IF the "desire" to go "Green" is going to become realistic, there needs to be a Huge investment...SOON...in generating the electricity needed to achieve these goals.  Otherwise, utility rates are just going to continue to rise, to the point where half the populations will be trying to light their homes with candles.


----------



## oldmontana (Mar 30, 2022)

I feel that my Gas and Electricity bill is not that high when I compare it to other bills.

Gas and Electricity bill averages $150 a month.

PP Taxes $4,500 a year

Direct TV $95 a month

Garbage $105 a month

City Water & Sewer $50 a month ...$100 a month
in summer when watering lawn

Phone and Internet $95 a month.


----------



## Remy (Mar 30, 2022)

Trish said:


> I honestly don't know but I hope there will be some help available for people who will genuinely be unable to pay their bills,heat their homes and feed themselves.


I'm far away from you but let's face it, Pacific Gas & Electric (Paradise Camp fire that killed over 70 people and destroyed 3 communities and more) wants profit over anything. People, homes wildlife and land be damned. 

Can profits be capped? People will scream but some of these corporations are out of control. Pharmaceuticals also. 

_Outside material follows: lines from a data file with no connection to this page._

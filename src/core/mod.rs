//! 核心层：错误与恢复、后端装配

pub mod error;
pub mod orchestrator;
pub mod recovery;

pub use error::{RecoveryAction, ReviewError};
pub use orchestrator::{create_embedder, create_llm_from_config};
pub use recovery::RecoveryEngine;
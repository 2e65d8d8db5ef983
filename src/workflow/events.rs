//! 工作流过程事件：供前端流式展示节点执行、路由、工具调用与最终回复

use serde::Serialize;
use tokio::sync::mpsc;

use crate::review::{ReviewAssessment, StrategyId};

/// 单步过程事件（可序列化为 JSON 供前端展示）
#[derive(Debug, Clone, PartialEq, Serialize)]
#[serde(tag = "type", rename_all = "snake_case")]
pub enum WorkflowEvent {
    /// 节点开始执行
    NodeStarted { node: String },
    /// 分类完成
    Classified { assessment: ReviewAssessment },
    /// 路由结果
    Routed { strategy: StrategyId },
    /// 调用工具
    ToolCall {
        tool: String,
        args: serde_json::Value,
    },
    /// 工具返回（预览）
    Observation { tool: String, preview: String },
    /// 工具执行失败，已降级
    ToolFailure { tool: String, reason: String },
    /// 最终回复
    Finished { strategy: StrategyId, reply: String },
}

pub type EventSink = mpsc::UnboundedSender<WorkflowEvent>;

/// 接收端已关闭时静默丢弃
pub fn send_event(tx: Option<&EventSink>, ev: WorkflowEvent) {
    if let Some(t) = tx {
        let _ = t.send(ev);
    }
}
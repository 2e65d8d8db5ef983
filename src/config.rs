//! 应用配置：从 config/default.toml 与环境变量加载
//!
//! 加载顺序：先读 TOML 文件，再用环境变量 `REVIEW__*` 覆盖（双下划线表示嵌套，如 `REVIEW__LLM__PROVIDER=openai`）。
//! API Key 不进配置文件，始终从 DEEPSEEK_API_KEY / OPENAI_API_KEY / DASHSCOPE_API_KEY 读取。

use std::path::PathBuf;

use serde::Deserialize;

/// 应用配置根（对应 config/default.toml 的顶层）
#[derive(Debug, Clone, Deserialize, Default)]
#[serde(default)]
pub struct AppConfig {
    pub app: AppSection,
    pub llm: LlmSection,
    pub embedding: EmbeddingSection,
    pub knowledge: KnowledgeSection,
    pub agent: AgentSection,
    pub tools: ToolsSection,
}

/// [app] 段
#[derive(Debug, Clone, Deserialize, Default)]
pub struct AppSection {
    pub name: Option<String>,
}

/// [llm] 段：后端选择（deepseek / openai / mock）
#[derive(Debug, Clone, Deserialize)]
pub struct LlmSection {
    #[serde(default = "default_provider")]
    pub provider: String,
    #[serde(default = "default_model")]
    pub model: String,
    pub base_url: Option<String>,
    #[serde(default)]
    pub deepseek: LlmModelOverride,
    #[serde(default)]
    pub openai: LlmModelOverride,
}

impl Default for LlmSection {
    fn default() -> Self {
        Self {
            provider: default_provider(),
            model: default_model(),
            base_url: None,
            deepseek: LlmModelOverride::default(),
            openai: LlmModelOverride::default(),
        }
    }
}

fn default_provider() -> String {
    "deepseek".to_string()
}

fn default_model() -> String {
    "deepseek-chat".to_string()
}

#[derive(Debug, Clone, Deserialize, Default)]
pub struct LlmModelOverride {
    pub model: Option<String>,
}

/// [embedding] 段：嵌入后端（openai 兼容 / hash）
#[derive(Debug, Clone, Deserialize)]
pub struct EmbeddingSection {
    #[serde(default = "default_embedding_provider")]
    pub provider: String,
    #[serde(default = "default_embedding_model")]
    pub model: String,
    /// 未设置时使用 DashScope 兼容模式端点
    pub base_url: Option<String>,
    /// 建索引时并发嵌入请求数
    #[serde(default = "default_embedding_concurrency")]
    pub concurrency: usize,
}

impl Default for EmbeddingSection {
    fn default() -> Self {
        Self {
            provider: default_embedding_provider(),
            model: default_embedding_model(),
            base_url: None,
            concurrency: default_embedding_concurrency(),
        }
    }
}

fn default_embedding_provider() -> String {
    "openai".to_string()
}

fn default_embedding_model() -> String {
    crate::llm::DEFAULT_EMBEDDING_MODEL.to_string()
}

fn default_embedding_concurrency() -> usize {
    4
}

/// [knowledge] 段：说明书源文件与持久化索引目录
#[derive(Debug, Clone, Deserialize)]
pub struct KnowledgeSection {
    #[serde(default = "default_source_path")]
    pub source_path: PathBuf,
    #[serde(default = "default_index_path")]
    pub index_path: PathBuf,
    #[serde(default = "default_chunk_size")]
    pub chunk_size: usize,
    #[serde(default = "default_chunk_overlap")]
    pub chunk_overlap: usize,
}

impl Default for KnowledgeSection {
    fn default() -> Self {
        Self {
            source_path: default_source_path(),
            index_path: default_index_path(),
            chunk_size: default_chunk_size(),
            chunk_overlap: default_chunk_overlap(),
        }
    }
}

fn default_source_path() -> PathBuf {
    PathBuf::from("ES.pdf")
}

fn default_index_path() -> PathBuf {
    PathBuf::from("emb")
}

fn default_chunk_size() -> usize {
    1000
}

fn default_chunk_overlap() -> usize {
    200
}

/// [agent] 段：负面回复策略的工具调用循环
#[derive(Debug, Clone, Deserialize)]
pub struct AgentSection {
    /// 单次回复允许的最大模型调用次数，超出视为 AgentLoopExceeded
    #[serde(default = "default_max_iterations")]
    pub max_iterations: usize,
}

impl Default for AgentSection {
    fn default() -> Self {
        Self {
            max_iterations: default_max_iterations(),
        }
    }
}

fn default_max_iterations() -> usize {
    8
}

/// [tools] 段
#[derive(Debug, Clone, Deserialize)]
pub struct ToolsSection {
    /// 单次工具调用超时（秒）
    #[serde(default = "default_tool_timeout_secs")]
    pub tool_timeout_secs: u64,
}

impl Default for ToolsSection {
    fn default() -> Self {
        Self {
            tool_timeout_secs: default_tool_timeout_secs(),
        }
    }
}

fn default_tool_timeout_secs() -> u64 {
    30
}

/// 从 config 目录加载配置，环境变量 REVIEW__* 可覆盖
///
/// 1. 按顺序查找 config/default.toml、../config/default.toml、default.toml，找到则作为第一源
/// 2. 若传入 config_path 且文件存在，则追加该文件（可覆盖前面的键）
/// 3. 最后叠加环境变量 REVIEW__*（双下划线表示嵌套键）
pub fn load_config(config_path: Option<PathBuf>) -> Result<AppConfig, config::ConfigError> {
    let mut builder = config::Config::builder();

    let default_names = ["config/default", "../config/default", "default"];
    for name in default_names {
        let path = format!("{}.toml", name);
        if std::path::Path::new(&path).exists() {
            builder = builder.add_source(config::File::with_name(name).required(false));
            break;
        }
    }

    if let Some(ref path) = config_path {
        if path.exists() {
            builder = builder.add_source(config::File::from(path.clone()).required(false));
        }
    }

    builder = builder.add_source(
        config::Environment::with_prefix("REVIEW")
            .separator("__")
            .try_parsing(true),
    );

    let c = builder.build()?;
    c.try_deserialize()
}
//! 工具调用 JSON Schema 生成（schemars）
//!
//! 将「合法 tool call」的 JSON 结构注入 system prompt，减少 LLM 输出格式错误。

use schemars::{schema_for, JsonSchema};
use std::collections::HashMap;

/// 工具调用请求格式：与 parse_llm_output 解析的 `{"tool": "...", "args": {...}}` 一致（仅用于 Schema 生成）
#[allow(dead_code)]
#[derive(JsonSchema)]
struct ToolCallFormat {
    /// 工具名，如 read_instructions
    pub tool: String,
    /// 工具参数，如 {"user_review": "顾客评论原文"}
    pub args: HashMap<String, String>,
}

/// 返回工具调用的 JSON Schema 字符串，可拼入 system prompt
pub fn tool_call_schema_json() -> String {
    let schema = schema_for!(ToolCallFormat);
    serde_json::to_string_pretty(&schema).unwrap_or_default()
}
//! 评论回复工作流
//!
//! 固定的有向图：analyze_review -> (路由) -> 三个回复节点之一 -> END。
//! 每次调用拥有自己的状态，并发调用互不影响；图本身只持有共享的只读依赖。

use std::sync::Arc;

use crate::core::ReviewError;
use crate::review::{
    default_reply, positive_reply, route, Classifier, NegativeReplyStrategy, ReviewInput,
    StrategyId,
};
use crate::workflow::events::{send_event, EventSink, WorkflowEvent};
use crate::workflow::state::{ReviewOutcome, WorkflowState};

/// 入口节点名
pub const ANALYZE_NODE: &str = "analyze_review";

/// 已编译的工作流（构建后不可变，可跨任务共享）
pub struct ReviewWorkflow {
    classifier: Arc<dyn Classifier>,
    negative: NegativeReplyStrategy,
}

impl ReviewWorkflow {
    pub fn new(classifier: Arc<dyn Classifier>, negative: NegativeReplyStrategy) -> Self {
        Self { classifier, negative }
    }

    /// 图中的节点名（按声明顺序）
    pub fn node_names(&self) -> [&'static str; 4] {
        [
            ANALYZE_NODE,
            StrategyId::ToolAugmentedNegative.node_name(),
            StrategyId::PositiveNeutral.node_name(),
            StrategyId::Default.node_name(),
        ]
    }

    pub fn max_iterations(&self) -> usize {
        self.negative.max_iterations()
    }

    /// 处理一条评论，返回最终回复
    pub async fn invoke(&self, review: &str) -> Result<String, ReviewError> {
        Ok(self.run(review, None).await?.final_reply)
    }

    /// 处理一条评论并通过 event_tx 推送过程事件
    pub async fn run(
        &self,
        review: &str,
        event_tx: Option<&EventSink>,
    ) -> Result<ReviewOutcome, ReviewError> {
        let state = WorkflowState::new(ReviewInput::new(review));
        let review_id = uuid::Uuid::new_v4();

        send_event(
            event_tx,
            WorkflowEvent::NodeStarted {
                node: ANALYZE_NODE.to_string(),
            },
        );
        let assessment = self.classifier.classify(state.input()).await.map_err(|e| {
            tracing::warn!(%review_id, error = %e, "classification failed");
            e
        })?;
        send_event(
            event_tx,
            WorkflowEvent::Classified {
                assessment: assessment.clone(),
            },
        );
        let state = state.classified(assessment);

        let strategy = route(state.assessment());
        tracing::info!(%review_id, node = strategy.node_name(), "routed");
        send_event(event_tx, WorkflowEvent::Routed { strategy });
        send_event(
            event_tx,
            WorkflowEvent::NodeStarted {
                node: strategy.node_name().to_string(),
            },
        );

        let reply = match strategy {
            StrategyId::ToolAugmentedNegative => {
                self.negative.respond(state.input(), event_tx).await?
            }
            StrategyId::PositiveNeutral => positive_reply().to_string(),
            StrategyId::Default => default_reply().to_string(),
        };
        let state = state.replied(strategy, reply);

        send_event(
            event_tx,
            WorkflowEvent::Finished {
                strategy: state.strategy(),
                reply: state.reply().to_string(),
            },
        );
        tracing::info!(%review_id, strategy = %state.strategy(), "review replied");
        Ok(state.finish())
    }
}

No one seems to care. Simply watch a dumpster diving video. What I understand is that everything thrown out is a tax write off. So why give it away when throwing the food and items in the dumpster is easier and safer for them and still nets them the money.


----------



## horseless carriage (Mar 30, 2022)

squatting dog said:


> I know, but I'm a little warped at times.


Me too, I knew those pre-decimal currency shillings would come in handy one day.


----------



## Mike (Mar 30, 2022)

Alligatorob said:


> So are your utilities just based on a per day charge?  Or is usage factored in?
> 
> Our gas and electric are completely based on usage, so if we use less we pay less, if we use more we pay more.  Water, sewage, and garbage are different.  I have not noticed ours going up, but they probably will, when it does what we will see is an increase in unit rates.
> 
> Your costs per month are a lot lower than mine, but your house may be smaller.


We pay for the amount that we use, Alligatorob, the 27 pence and the 42 pence,
to pay for the use of the infrastructure, the pipes and the cables, yet these have
been in place for 100 years in many cases.

So if I don't use any electricity, I still have to pay, £153.30 a year for the wires!

Mike.


----------



## Mike (Mar 31, 2022)

This applies to everybody, not just myself, lots of those
people cannot afford huge increases, I might grumble
about them, but in the end I will pay, I will have to, or no
lights, or PC, no heating or cooking either, bot gas.

Something is being looked at, because of the hue and cry
about the obscene increases.

Mike.


----------



## Packerjohn (Mar 31, 2022)

Mike said:


> I got an Email from my Gas and Electricity supplier, my
> current deal ends at the end of April and they want increase
> my price from £668 to £1005, increasing my monthly payment
> from £58 to £83.
> ...


WOW!  Sure would hate to be a senior on a limited pension in the UK.  What are utility companies trying to do?  Increase the number of homeless street people to new heights?

I consider myself lucky.  My hydro, garbage, taxes are just one rental bill and it's pretty reasonable.  It is going up $21 CND on June 1.  I can live with that!  LOL


----------



## Alligatorob (Mar 31, 2022)

A problem I don't know the answer to is the lack of competition for utilities.  For the most part we have just one service provider with no opportunity for competition.  It seems that is the nature of how utilities work, just one set of wires or pipes, so just one supplier.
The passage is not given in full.